Published August 31, 2019
Concerns about new immigrants becoming a “public charge” and dependent on U.S. government resources, have pretty much always been a part of our immigration related legal landscape. Form I-864 Affidavit of Support – a document required for the final stages of nearly all family based immigration filings – is the most well known representation of this concern. Typically U.S. based petitioning family members are required to personally guarantee that their incoming immigrant family member will not become dependent on government aid. Notwithstanding the extent to which immigrants becoming burdens on U.S. society is an actual problem, the Trump administration has recently taken bold steps to ratchet up existing public charge provisions and aggressively expand on existing hurdles intending immigrants must overcome to be issued green cards.

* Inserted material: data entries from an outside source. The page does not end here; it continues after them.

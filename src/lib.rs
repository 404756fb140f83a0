// nescore - NES emulator core library
//
// The core is the 6502 interpreter and the PPU scanline pipeline, joined
// by the bus and driven by the `Emulator` tick loop. The display module
// is a thin host adapter over the core's public surface.

pub mod bus;
pub mod cartridge;
pub mod cpu;
pub mod debug;
pub mod display;
pub mod emulator;
pub mod input;
pub mod ppu;

// Re-export the main types for convenience
pub use bus::Bus;
pub use cartridge::{Cartridge, INesError, INesHeader, Mapper, MapperError, Mirroring};
pub use cpu::Cpu;
pub use debug::Debugger;
pub use emulator::{Emulator, EmulatorConfig};
pub use input::{Button, ControllerIo};
pub use ppu::Ppu;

This past Monday, U.S. Department of Homeland Security issued an 837-page final rule detailing in great length these amped up “public charge” obstacles and bases of ineligibility for U.S. residence.
In the past, the use of non-cash benefits by a foreign national, such as Supplemental Nutrition Assistance Program or Medicaid were not considered in the context of the public charge equation. Pursuant to the new rule, set to take effect on October 15, 2019, a new definition of public charge will be applied, and will include recipients of both cash assistance and non-cash benefits.
According to the Trump administration, the new rule will lead to a savings in the billions of dollars since those who qualify for public benefits will either decide not to avail of them or terminate their current benefit to avoid being deemed a public charge. The administration also claims the new rule will act to deter immigrants from being attracted to the U.S. because of decreased public benefits options.
Within days of the new rules release, at least 4 lawsuits were filed by individual states seeking to halt the implementation of the rule. According to the lawsuits, the new rule represents a departure from the long-held principle that an immigrant must be primarily dependent on public benefits, rather than simply avail of them, to be deemed “likely to become a public charge”. It is also alleged that this new rule violates the constitutional principle of equal protection under the laws, violates the Administrative Procedure Act and interferes with states’ rights to protect their residents and with a disproportionate impact of nonwhite immigrants and rooted in “race- and national origin-based animus.” Others are charging that the motivation behind the unveiling of this program is simply politics and playing to an audience who enjoys seeing this type of policy implemented and regardless of necessity or existence of a problem.
Developments in the implementation of this program and how intending immigrants are being affected will continue to be covered here.